**Material to process**
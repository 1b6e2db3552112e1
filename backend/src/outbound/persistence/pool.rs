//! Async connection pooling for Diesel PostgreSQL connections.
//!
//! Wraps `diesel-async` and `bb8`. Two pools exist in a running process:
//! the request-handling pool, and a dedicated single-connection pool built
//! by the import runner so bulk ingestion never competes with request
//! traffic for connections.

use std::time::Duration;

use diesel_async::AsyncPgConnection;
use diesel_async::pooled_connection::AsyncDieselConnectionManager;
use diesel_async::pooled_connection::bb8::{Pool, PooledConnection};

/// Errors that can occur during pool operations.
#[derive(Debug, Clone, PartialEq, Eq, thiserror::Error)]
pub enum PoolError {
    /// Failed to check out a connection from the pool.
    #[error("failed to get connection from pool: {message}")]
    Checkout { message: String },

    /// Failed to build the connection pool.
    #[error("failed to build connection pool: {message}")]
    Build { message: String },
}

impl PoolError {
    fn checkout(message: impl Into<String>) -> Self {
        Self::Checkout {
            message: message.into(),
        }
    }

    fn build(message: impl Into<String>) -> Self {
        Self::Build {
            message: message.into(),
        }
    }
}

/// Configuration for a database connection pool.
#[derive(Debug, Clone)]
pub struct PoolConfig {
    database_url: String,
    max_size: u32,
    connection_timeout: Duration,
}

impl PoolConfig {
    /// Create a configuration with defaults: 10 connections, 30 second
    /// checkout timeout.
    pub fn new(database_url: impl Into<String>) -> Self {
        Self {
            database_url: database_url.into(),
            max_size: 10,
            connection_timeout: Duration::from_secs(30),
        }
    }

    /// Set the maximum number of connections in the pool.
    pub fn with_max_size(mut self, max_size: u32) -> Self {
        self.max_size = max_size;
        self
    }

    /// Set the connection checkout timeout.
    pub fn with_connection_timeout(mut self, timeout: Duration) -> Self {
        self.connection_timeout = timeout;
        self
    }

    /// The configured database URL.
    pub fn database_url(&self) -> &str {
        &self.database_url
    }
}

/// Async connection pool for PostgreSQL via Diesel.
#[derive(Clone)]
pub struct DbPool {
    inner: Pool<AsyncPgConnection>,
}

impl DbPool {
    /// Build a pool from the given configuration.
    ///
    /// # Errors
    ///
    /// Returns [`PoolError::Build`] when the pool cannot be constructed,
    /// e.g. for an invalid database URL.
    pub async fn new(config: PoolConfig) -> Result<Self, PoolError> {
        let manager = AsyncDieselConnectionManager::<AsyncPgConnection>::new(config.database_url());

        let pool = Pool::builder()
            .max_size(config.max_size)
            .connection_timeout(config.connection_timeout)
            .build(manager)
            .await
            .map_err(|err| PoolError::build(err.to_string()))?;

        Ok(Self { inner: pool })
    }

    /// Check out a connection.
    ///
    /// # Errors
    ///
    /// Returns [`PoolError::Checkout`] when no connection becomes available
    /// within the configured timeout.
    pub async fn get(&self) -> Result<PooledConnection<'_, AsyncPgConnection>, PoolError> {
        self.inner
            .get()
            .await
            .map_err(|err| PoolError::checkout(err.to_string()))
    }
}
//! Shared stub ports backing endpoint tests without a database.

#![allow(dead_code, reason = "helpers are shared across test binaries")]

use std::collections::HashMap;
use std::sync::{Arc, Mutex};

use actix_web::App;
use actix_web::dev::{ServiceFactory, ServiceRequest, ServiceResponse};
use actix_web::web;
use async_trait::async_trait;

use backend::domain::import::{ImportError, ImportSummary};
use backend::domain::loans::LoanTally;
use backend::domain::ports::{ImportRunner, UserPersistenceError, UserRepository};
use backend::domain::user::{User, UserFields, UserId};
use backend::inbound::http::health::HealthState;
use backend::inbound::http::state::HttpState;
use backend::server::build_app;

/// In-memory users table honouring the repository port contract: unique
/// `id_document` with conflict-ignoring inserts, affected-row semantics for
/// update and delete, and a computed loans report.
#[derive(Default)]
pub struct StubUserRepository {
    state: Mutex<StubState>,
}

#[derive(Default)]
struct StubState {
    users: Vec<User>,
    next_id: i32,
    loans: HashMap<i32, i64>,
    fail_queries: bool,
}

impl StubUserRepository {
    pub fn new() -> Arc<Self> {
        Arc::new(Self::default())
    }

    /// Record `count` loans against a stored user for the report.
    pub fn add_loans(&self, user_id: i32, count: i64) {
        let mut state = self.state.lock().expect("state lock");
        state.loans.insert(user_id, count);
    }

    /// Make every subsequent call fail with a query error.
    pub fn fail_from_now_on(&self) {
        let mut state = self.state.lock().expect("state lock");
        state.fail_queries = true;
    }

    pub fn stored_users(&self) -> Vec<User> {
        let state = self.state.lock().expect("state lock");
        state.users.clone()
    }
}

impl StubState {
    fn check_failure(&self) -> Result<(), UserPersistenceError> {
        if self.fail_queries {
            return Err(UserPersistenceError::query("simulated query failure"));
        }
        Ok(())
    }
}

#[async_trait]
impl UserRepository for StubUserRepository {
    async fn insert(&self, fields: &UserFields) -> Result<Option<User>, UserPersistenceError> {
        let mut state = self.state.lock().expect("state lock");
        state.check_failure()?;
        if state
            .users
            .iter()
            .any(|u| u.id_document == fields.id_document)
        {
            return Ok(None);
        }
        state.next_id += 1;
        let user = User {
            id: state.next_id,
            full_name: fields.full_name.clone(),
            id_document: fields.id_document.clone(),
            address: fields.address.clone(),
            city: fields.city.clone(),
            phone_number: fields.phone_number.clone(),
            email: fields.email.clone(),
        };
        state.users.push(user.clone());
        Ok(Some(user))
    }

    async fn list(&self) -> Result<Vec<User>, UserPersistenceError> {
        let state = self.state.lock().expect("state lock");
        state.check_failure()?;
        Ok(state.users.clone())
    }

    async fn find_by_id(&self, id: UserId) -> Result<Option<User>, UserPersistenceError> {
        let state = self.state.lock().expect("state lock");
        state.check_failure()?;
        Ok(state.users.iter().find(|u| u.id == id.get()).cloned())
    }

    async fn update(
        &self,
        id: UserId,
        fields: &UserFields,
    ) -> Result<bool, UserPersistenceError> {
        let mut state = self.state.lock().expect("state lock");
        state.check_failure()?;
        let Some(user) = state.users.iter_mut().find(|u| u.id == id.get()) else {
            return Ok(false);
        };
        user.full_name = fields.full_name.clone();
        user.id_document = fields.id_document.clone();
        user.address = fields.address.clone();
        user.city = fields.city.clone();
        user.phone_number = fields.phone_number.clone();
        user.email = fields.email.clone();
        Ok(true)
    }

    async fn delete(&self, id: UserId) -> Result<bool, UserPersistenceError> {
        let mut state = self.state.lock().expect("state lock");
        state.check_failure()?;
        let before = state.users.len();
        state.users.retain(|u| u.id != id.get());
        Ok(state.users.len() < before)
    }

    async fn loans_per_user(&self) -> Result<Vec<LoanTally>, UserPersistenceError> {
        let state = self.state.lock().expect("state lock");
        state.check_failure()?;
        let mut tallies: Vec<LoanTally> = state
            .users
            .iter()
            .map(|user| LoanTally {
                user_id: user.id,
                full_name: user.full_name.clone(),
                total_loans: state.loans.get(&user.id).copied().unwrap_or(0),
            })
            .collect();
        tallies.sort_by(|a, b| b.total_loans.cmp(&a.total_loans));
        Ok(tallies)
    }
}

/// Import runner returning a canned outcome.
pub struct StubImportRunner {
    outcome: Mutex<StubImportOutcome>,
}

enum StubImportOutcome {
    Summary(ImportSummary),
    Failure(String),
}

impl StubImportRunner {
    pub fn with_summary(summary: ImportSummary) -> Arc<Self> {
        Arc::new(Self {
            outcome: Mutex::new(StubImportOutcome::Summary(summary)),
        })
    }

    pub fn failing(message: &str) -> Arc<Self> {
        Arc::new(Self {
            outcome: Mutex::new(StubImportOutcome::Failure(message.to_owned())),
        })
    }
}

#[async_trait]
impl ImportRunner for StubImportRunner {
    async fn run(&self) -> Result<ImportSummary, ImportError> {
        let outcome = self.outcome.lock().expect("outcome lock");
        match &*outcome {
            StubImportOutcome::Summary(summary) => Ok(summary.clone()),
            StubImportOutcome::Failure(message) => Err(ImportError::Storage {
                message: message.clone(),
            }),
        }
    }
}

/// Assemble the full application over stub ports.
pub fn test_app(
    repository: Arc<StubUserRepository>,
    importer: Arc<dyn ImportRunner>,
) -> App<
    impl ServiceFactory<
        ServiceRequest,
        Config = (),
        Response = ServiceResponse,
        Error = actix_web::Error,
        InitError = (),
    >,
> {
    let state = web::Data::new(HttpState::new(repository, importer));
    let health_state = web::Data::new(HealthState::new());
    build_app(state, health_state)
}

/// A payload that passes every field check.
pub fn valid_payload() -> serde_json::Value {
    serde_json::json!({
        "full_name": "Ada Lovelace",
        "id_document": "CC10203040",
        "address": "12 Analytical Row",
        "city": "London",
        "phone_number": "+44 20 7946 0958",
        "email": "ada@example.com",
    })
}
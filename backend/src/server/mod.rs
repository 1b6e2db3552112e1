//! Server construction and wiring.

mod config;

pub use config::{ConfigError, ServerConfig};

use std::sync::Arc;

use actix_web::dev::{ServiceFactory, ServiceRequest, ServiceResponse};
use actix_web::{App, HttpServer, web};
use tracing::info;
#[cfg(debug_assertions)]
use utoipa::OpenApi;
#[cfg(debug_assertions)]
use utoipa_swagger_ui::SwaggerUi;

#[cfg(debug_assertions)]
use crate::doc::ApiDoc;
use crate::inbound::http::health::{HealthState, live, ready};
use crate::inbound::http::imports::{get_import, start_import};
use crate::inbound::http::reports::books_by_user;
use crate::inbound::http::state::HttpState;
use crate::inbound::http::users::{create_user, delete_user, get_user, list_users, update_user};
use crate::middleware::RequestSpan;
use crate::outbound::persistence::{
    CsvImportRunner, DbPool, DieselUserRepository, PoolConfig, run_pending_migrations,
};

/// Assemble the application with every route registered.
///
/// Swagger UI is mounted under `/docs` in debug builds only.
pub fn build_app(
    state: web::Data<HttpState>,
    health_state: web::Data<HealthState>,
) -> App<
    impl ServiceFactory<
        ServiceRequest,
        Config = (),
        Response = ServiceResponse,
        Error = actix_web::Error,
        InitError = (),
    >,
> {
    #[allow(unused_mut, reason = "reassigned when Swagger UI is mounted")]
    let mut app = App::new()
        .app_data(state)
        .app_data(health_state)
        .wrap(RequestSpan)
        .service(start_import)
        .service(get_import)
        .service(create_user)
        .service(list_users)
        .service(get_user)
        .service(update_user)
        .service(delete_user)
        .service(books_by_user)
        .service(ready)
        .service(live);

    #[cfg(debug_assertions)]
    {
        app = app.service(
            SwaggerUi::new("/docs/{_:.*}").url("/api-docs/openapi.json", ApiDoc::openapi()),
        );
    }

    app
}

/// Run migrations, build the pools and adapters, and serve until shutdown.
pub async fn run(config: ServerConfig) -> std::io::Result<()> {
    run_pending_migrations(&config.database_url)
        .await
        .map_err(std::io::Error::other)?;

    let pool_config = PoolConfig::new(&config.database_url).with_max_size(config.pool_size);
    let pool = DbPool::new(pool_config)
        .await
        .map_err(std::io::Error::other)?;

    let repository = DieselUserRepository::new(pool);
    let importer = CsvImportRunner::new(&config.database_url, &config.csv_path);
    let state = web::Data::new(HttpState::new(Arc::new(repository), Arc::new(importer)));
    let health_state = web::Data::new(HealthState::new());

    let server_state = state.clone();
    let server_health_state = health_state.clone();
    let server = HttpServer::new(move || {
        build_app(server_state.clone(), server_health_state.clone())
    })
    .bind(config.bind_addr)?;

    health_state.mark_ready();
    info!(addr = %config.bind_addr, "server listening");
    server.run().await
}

**Aim of the exercise**
In the data above, how many lines contain the string "address"? Answer with the number only.

**Response box**
3